_Task statement_.
All lines from the one with "let mut ctx" to the end of the listing below are to be transcribed exactly; both end lines are included, and no other lines are.

_Provided records_.
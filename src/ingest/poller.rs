//! One ingestion run: fetch, extract, filter, persist, fan out.

use chrono::{DateTime, Utc};
use indexmap::IndexSet;
use std::collections::HashSet;
use std::sync::Arc;
use std::time::{Duration, Instant};
use tokio::sync::RwLock;
use tracing::{debug, info, warn};

use crate::data::batch::{self, UpsertCounts};
use crate::data::models::{CandidateRecord, MissingPerson};
use crate::data::store::{RecordStore, StoreError};
use crate::fanout::{BroadcastSink, NEW_RECORDS_EVENT};
use crate::ingest::fallback::{FallbackDataSource, SampleFallback};
use crate::ingest::recency::RecencyFilter;
use crate::source::client::{PAGE_PARAM, PageSource};
use crate::source::errors::SourceError;
use crate::source::extract::RecordExtractor;
use crate::source::pagination::Paginator;
use crate::utils::{fmt_duration, log_if_slow};

/// Records kept in the recent cache by default.
pub const DEFAULT_RECENT_CAPACITY: usize = 100;

const SLOW_RUN_THRESHOLD: Duration = Duration::from_secs(30);

#[derive(Debug, thiserror::Error)]
pub enum IngestError {
    #[error("upstream unavailable")]
    Upstream(#[from] SourceError),
    #[error("store unavailable")]
    Store(#[from] StoreError),
}

/// Newest-first records most recently seen by the orchestrator, shared with
/// the web layer for subscriber snapshots.
#[derive(Debug, Clone)]
pub struct RecentCache {
    records: Arc<RwLock<Vec<MissingPerson>>>,
    capacity: usize,
}

impl Default for RecentCache {
    fn default() -> Self {
        Self::new(DEFAULT_RECENT_CAPACITY)
    }
}

impl RecentCache {
    pub fn new(capacity: usize) -> Self {
        Self {
            records: Arc::new(RwLock::new(Vec::new())),
            capacity,
        }
    }

    pub fn capacity(&self) -> usize {
        self.capacity
    }

    pub async fn snapshot(&self) -> Vec<MissingPerson> {
        self.records.read().await.clone()
    }

    pub async fn replace(&self, mut records: Vec<MissingPerson>) {
        records.truncate(self.capacity);
        *self.records.write().await = records;
    }

    /// Put `fresh` (already newest first) ahead of the cached records.
    pub async fn push_front(&self, fresh: &[MissingPerson]) {
        let mut records = self.records.write().await;
        let ids: HashSet<&str> = fresh.iter().map(|r| r.id.as_str()).collect();
        let mut merged: Vec<MissingPerson> = fresh.to_vec();
        merged.extend(records.iter().filter(|r| !ids.contains(r.id.as_str())).cloned());
        merged.truncate(self.capacity);
        *records = merged;
    }
}

/// Ids already broadcast, oldest first. Holds at most `capacity` ids; the
/// oldest are forgotten first.
#[derive(Debug, Clone)]
pub struct NotifiedIds {
    ids: IndexSet<String>,
    capacity: usize,
}

impl NotifiedIds {
    pub fn new(capacity: usize) -> Self {
        Self {
            ids: IndexSet::with_capacity(capacity),
            capacity,
        }
    }

    pub fn contains(&self, id: &str) -> bool {
        self.ids.contains(id)
    }

    pub fn len(&self) -> usize {
        self.ids.len()
    }

    pub fn is_empty(&self) -> bool {
        self.ids.is_empty()
    }

    /// Record `ids` as the newest announcements, evicting the oldest beyond capacity.
    pub fn extend<'a>(&mut self, ids: impl IntoIterator<Item = &'a str>) {
        for id in ids {
            self.ids.shift_remove(id);
            self.ids.insert(id.to_owned());
        }
        let excess = self.ids.len().saturating_sub(self.capacity);
        if excess > 0 {
            self.ids.drain(..excess);
        }
    }
}

/// State owned by one orchestrator instance across runs.
#[derive(Debug)]
pub struct RunContext {
    pub recent: RecentCache,
    /// Ids already broadcast, bounded like the recent cache.
    pub notified: NotifiedIds,
}

impl Default for RunContext {
    fn default() -> Self {
        Self::new(RecentCache::default())
    }
}

impl RunContext {
    pub fn new(recent: RecentCache) -> Self {
        let notified = NotifiedIds::new(recent.capacity());
        Self { recent, notified }
    }
}

/// What a completed run did.
#[derive(Debug, Clone, Default, PartialEq, Eq)]
pub struct RunSummary {
    /// Pages read, including the first.
    pub pages: u32,
    pub failed_pages: Vec<u32>,
    pub discovered_pages: u32,
    pub extracted: usize,
    pub kept: usize,
    pub counts: UpsertCounts,
    pub delivered: usize,
}

#[derive(Debug, Clone, PartialEq, Eq)]
pub enum RunOutcome {
    Completed(RunSummary),
    /// The run failed and sample records were broadcast instead.
    FellBack { reason: String, delivered: usize },
}

impl RunOutcome {
    pub fn fell_back(&self) -> bool {
        matches!(self, RunOutcome::FellBack { .. })
    }
}

/// Ingestion orchestrator for the primary listing source.
pub struct Poller {
    source: Arc<dyn PageSource>,
    extractor: RecordExtractor,
    paginator: Paginator,
    recency: RecencyFilter,
    store: Arc<dyn RecordStore>,
    sink: Arc<dyn BroadcastSink>,
    fallback: Arc<dyn FallbackDataSource>,
    ctx: RunContext,
}

impl Poller {
    pub fn new(
        source: Arc<dyn PageSource>,
        extractor: RecordExtractor,
        store: Arc<dyn RecordStore>,
        sink: Arc<dyn BroadcastSink>,
    ) -> Self {
        Self {
            source,
            extractor,
            paginator: Paginator::new(3, Duration::from_millis(500)),
            recency: RecencyFilter::default(),
            store,
            sink,
            fallback: Arc::new(SampleFallback::default()),
            ctx: RunContext::default(),
        }
    }

    pub fn with_paginator(mut self, paginator: Paginator) -> Self {
        self.paginator = paginator;
        self
    }

    pub fn with_recency(mut self, recency: RecencyFilter) -> Self {
        self.recency = recency;
        self
    }

    pub fn with_fallback(mut self, fallback: Arc<dyn FallbackDataSource>) -> Self {
        self.fallback = fallback;
        self
    }

    /// Share `recent` with other components instead of a private cache.
    pub fn with_recent_cache(mut self, recent: RecentCache) -> Self {
        self.ctx = RunContext::new(recent);
        self
    }

    pub fn recent_cache(&self) -> &RecentCache {
        &self.ctx.recent
    }

    /// Load the recent cache from the store before the first run.
    ///
    /// Seeded records count as already announced.
    pub async fn seed(&mut self) -> Result<usize, StoreError> {
        let records = self.store.recent(self.ctx.recent.capacity()).await?;
        let count = records.len();
        self.ctx
            .notified
            .extend(records.iter().map(|r| r.id.as_str()));
        self.ctx.recent.replace(records).await;
        info!(count, "Seeded recent cache from store");
        Ok(count)
    }

    pub async fn run_primary(&mut self) -> RunOutcome {
        self.run_primary_at(Utc::now()).await
    }

    /// Run once with `now` as the reference time. Never returns an error:
    /// failures end in the sample fallback.
    pub async fn run_primary_at(&mut self, now: DateTime<Utc>) -> RunOutcome {
        let started = Instant::now();

        let outcome = match self.ingest(now).await {
            Ok(summary) => {
                info!(
                    pages = summary.pages,
                    failed_pages = summary.failed_pages.len(),
                    extracted = summary.extracted,
                    kept = summary.kept,
                    saved = summary.counts.saved,
                    duplicates = summary.counts.duplicates,
                    failed = summary.counts.failed,
                    delivered = summary.delivered,
                    duration = fmt_duration(started.elapsed()),
                    "Ingestion run completed"
                );
                RunOutcome::Completed(summary)
            }
            Err(e) => {
                warn!(error = ?e, "Ingestion run failed, broadcasting sample records");
                RunOutcome::FellBack {
                    reason: e.to_string(),
                    delivered: self.emit_fallback(now),
                }
            }
        };

        log_if_slow(started, SLOW_RUN_THRESHOLD, "ingestion run");
        outcome
    }

    /// Broadcast the fallback sample. Sample records are not stored or cached.
    pub fn emit_fallback(&self, now: DateTime<Utc>) -> usize {
        let sample = self.fallback.sample(now);
        let delivered = self.sink.broadcast(NEW_RECORDS_EVENT, &sample);
        debug!(count = sample.len(), delivered, "Broadcast sample records");
        delivered
    }

    async fn ingest(&mut self, now: DateTime<Utc>) -> Result<RunSummary, IngestError> {
        let first = self.source.fetch_page(1).await?;
        if first.trim().is_empty() {
            return Err(SourceError::EmptyBody { page: 1 }.into());
        }

        let extractor = &self.extractor;
        let mut candidates = extractor.extract(&first, now);
        let harvest = self
            .paginator
            .harvest(self.source.as_ref(), &first, PAGE_PARAM, |_, html| {
                extractor.extract(html, now)
            })
            .await;
        candidates.extend(harvest.records);

        let extracted = candidates.len();
        let candidates = dedupe_by_fingerprint(candidates);
        let candidates = self.recency.apply(candidates, now);
        let kept = candidates.len();

        let counts = batch::upsert_if_absent(self.store.as_ref(), &candidates).await;
        let delivered = if counts.saved > 0 {
            self.fan_out(counts.saved).await?
        } else {
            0
        };

        Ok(RunSummary {
            pages: 1 + harvest.pages.len() as u32,
            failed_pages: harvest.failed_pages,
            discovered_pages: harvest.discovered,
            extracted,
            kept,
            counts,
            delivered,
        })
    }

    /// Broadcast the `saved` newest stored records that were not announced yet.
    async fn fan_out(&mut self, saved: usize) -> Result<usize, IngestError> {
        let fresh: Vec<MissingPerson> = self
            .store
            .recent(saved)
            .await?
            .into_iter()
            .filter(|r| !self.ctx.notified.contains(&r.id))
            .collect();
        if fresh.is_empty() {
            return Ok(0);
        }

        let delivered = self.sink.broadcast(NEW_RECORDS_EVENT, &fresh);
        self.ctx
            .notified
            .extend(fresh.iter().map(|r| r.id.as_str()));
        self.ctx.recent.push_front(&fresh).await;

        debug!(count = fresh.len(), delivered, "Broadcast new records");
        Ok(delivered)
    }
}

/// Collapse candidates sharing a fingerprint across pages, first seen wins.
fn dedupe_by_fingerprint(candidates: Vec<CandidateRecord>) -> Vec<CandidateRecord> {
    let mut seen = HashSet::new();
    candidates
        .into_iter()
        .filter(|c| seen.insert(c.fingerprint.clone()))
        .collect()
}

#[cfg(test)]
mod tests {
    use super::*;
    use crate::data::models::{Category, Gender, Location, NO_FEATURES, RecordStatus, ReportSource};

    fn person(id: &str) -> MissingPerson {
        MissingPerson {
            id: id.to_string(),
            fingerprint: format!("{id}_9_female"),
            name: id.to_string(),
            age: 9,
            gender: Gender::Female,
            category: Category::MissingChild,
            missing_date: "2026-10-01".to_string(),
            address: "서울".to_string(),
            location: Location {
                lat: 37.5665,
                lng: 126.9780,
                address: "서울".to_string(),
            },
            photo_url: None,
            description: NO_FEATURES.to_string(),
            clothing: NO_FEATURES.to_string(),
            status: RecordStatus::Active,
            report_source: ReportSource::ApiIngested,
            updated_at: Utc::now(),
        }
    }

    fn ids(records: &[MissingPerson]) -> Vec<&str> {
        records.iter().map(|r| r.id.as_str()).collect()
    }

    // --- recent cache ---

    #[tokio::test]
    async fn test_push_front_orders_and_caps() {
        let cache = RecentCache::new(3);
        cache.replace(vec![person("b"), person("c")]).await;
        cache.push_front(&[person("a"), person("z")]).await;
        assert_eq!(ids(&cache.snapshot().await), vec!["a", "z", "b"]);
    }

    #[tokio::test]
    async fn test_push_front_replaces_existing_ids() {
        let cache = RecentCache::new(5);
        cache.replace(vec![person("a"), person("b")]).await;
        cache.push_front(&[person("b")]).await;
        assert_eq!(ids(&cache.snapshot().await), vec!["b", "a"]);
    }

    #[tokio::test]
    async fn test_replace_truncates() {
        let cache = RecentCache::new(1);
        cache.replace(vec![person("a"), person("b")]).await;
        assert_eq!(ids(&cache.snapshot().await), vec!["a"]);
    }

    // --- notified ids ---

    #[test]
    fn test_notified_ids_evict_oldest() {
        let mut notified = NotifiedIds::new(3);
        notified.extend(["a", "b", "c"]);
        notified.extend(["d"]);
        assert_eq!(notified.len(), 3);
        assert!(!notified.contains("a"));
        assert!(notified.contains("b") && notified.contains("d"));
    }

    #[test]
    fn test_notified_ids_refresh_on_repeat() {
        let mut notified = NotifiedIds::new(2);
        notified.extend(["a", "b"]);
        notified.extend(["a", "c"]);
        assert!(notified.contains("a"));
        assert!(notified.contains("c"));
        assert!(!notified.contains("b"));
    }

    #[test]
    fn test_run_context_bounds_notified_by_cache_capacity() {
        let mut ctx = RunContext::new(RecentCache::new(2));
        ctx.notified.extend(["a", "b", "c", "d"]);
        assert_eq!(ctx.notified.len(), 2);
        assert!(ctx.notified.contains("c") && ctx.notified.contains("d"));
    }

    // --- run-level dedupe ---

    #[test]
    fn test_dedupe_keeps_first_of_each_fingerprint() {
        let mk = |id: &str, fp: &str| {
            let p = person(id);
            CandidateRecord {
                fingerprint: fp.to_string(),
                source_id: p.id,
                name: p.name,
                age: p.age,
                gender: p.gender,
                category: p.category,
                missing_date: p.missing_date,
                address: p.address,
                location: p.location,
                photo_url: None,
                description: p.description,
                clothing: p.clothing,
            }
        };
        let out = dedupe_by_fingerprint(vec![mk("1", "x"), mk("2", "y"), mk("3", "x")]);
        let ids: Vec<&str> = out.iter().map(|c| c.source_id.as_str()).collect();
        assert_eq!(ids, vec!["1", "2"]);
    }
}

_Answer to this task_.
        let mut ctx = RunContext::new(RecentCache::new(2));
        ctx.notified.extend(["a", "b", "c", "d"]);
        assert_eq!(ctx.notified.len(), 2);
        assert!(ctx.notified.contains("c") && ctx.notified.contains("d"));
    }

    // --- run-level dedupe ---

    #[test]
    fn test_dedupe_keeps_first_of_each_fingerprint() {
        let mk = |id: &str, fp: &str| {
            let p = person(id);
            CandidateRecord {
                fingerprint: fp.to_string(),
                source_id: p.id,
                name: p.name,
                age: p.age,
                gender: p.gender,
                category: p.category,
                missing_date: p.missing_date,
                address: p.address,
                location: p.location,
                photo_url: None,
                description: p.description,
                clothing: p.clothing,
            }
        };
        let out = dedupe_by_fingerprint(vec![mk("1", "x"), mk("2", "y"), mk("3", "x")]);
        let ids: Vec<&str> = out.iter().map(|c| c.source_id.as_str()).collect();
        assert_eq!(ids, vec!["1", "2"]);
    }
}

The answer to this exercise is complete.